>>

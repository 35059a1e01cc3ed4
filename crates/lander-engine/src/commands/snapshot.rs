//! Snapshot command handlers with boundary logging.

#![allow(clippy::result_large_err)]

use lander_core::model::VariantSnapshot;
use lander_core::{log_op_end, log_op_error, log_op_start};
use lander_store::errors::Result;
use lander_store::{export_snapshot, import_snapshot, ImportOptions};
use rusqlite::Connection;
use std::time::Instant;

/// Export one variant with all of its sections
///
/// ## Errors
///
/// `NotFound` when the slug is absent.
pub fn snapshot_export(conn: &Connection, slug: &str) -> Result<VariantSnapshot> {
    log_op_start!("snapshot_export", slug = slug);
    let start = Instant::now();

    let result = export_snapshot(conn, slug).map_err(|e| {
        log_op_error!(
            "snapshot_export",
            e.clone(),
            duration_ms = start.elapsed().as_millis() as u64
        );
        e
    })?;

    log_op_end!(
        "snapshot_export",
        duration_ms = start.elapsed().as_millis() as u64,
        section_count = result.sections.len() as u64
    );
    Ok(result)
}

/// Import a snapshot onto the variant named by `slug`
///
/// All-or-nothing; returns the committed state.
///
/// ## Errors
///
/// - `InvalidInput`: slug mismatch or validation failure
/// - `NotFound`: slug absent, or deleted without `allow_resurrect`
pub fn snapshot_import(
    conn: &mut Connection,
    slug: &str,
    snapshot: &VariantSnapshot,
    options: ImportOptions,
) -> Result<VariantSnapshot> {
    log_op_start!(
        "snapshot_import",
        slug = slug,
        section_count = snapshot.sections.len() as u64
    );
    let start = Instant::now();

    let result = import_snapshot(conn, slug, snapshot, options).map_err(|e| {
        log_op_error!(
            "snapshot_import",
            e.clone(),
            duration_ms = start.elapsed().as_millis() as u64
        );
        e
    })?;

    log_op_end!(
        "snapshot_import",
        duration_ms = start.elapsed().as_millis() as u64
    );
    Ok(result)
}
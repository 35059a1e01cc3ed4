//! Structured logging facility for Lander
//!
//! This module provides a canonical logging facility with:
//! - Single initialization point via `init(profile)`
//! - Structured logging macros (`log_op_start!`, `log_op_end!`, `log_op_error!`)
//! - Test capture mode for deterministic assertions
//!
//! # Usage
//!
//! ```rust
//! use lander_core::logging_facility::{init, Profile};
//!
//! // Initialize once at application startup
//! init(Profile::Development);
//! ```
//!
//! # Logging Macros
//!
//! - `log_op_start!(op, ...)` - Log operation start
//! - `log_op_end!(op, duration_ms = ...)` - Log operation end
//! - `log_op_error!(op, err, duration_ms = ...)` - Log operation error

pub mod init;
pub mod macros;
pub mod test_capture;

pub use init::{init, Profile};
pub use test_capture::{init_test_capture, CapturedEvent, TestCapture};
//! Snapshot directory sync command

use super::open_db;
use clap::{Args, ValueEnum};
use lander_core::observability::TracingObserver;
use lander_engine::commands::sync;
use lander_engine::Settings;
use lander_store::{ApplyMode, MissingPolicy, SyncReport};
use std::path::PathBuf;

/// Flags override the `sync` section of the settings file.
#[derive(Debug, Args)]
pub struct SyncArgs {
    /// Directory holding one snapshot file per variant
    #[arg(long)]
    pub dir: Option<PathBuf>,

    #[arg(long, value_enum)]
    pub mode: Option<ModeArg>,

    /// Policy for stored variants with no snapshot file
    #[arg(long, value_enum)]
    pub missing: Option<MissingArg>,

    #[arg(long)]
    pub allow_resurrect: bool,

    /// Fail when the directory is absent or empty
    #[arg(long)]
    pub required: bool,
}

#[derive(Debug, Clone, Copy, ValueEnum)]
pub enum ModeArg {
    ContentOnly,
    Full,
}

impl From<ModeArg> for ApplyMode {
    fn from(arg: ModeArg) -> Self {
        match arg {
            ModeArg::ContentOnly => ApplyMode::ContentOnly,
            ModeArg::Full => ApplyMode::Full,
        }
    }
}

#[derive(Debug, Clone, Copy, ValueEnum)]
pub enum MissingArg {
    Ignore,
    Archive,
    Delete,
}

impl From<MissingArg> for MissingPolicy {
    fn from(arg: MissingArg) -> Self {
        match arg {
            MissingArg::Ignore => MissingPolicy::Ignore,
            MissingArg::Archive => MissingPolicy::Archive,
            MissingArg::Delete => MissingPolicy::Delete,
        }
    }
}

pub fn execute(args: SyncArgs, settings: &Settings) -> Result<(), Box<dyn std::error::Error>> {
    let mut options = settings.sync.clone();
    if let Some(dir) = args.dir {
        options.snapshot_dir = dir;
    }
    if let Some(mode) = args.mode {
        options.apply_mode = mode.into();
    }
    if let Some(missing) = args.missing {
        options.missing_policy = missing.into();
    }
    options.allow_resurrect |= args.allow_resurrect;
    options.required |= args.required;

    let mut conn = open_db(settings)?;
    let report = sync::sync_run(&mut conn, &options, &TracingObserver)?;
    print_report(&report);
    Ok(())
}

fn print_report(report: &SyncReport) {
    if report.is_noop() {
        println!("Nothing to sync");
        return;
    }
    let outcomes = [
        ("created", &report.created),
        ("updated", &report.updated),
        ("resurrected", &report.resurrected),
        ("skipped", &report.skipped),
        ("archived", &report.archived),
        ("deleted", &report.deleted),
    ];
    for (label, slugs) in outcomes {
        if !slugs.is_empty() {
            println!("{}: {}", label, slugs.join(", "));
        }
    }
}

<<

### Exercise directions
Work out the number of lines above that include the string "commands" and write only that number.

### Answer to this problem
2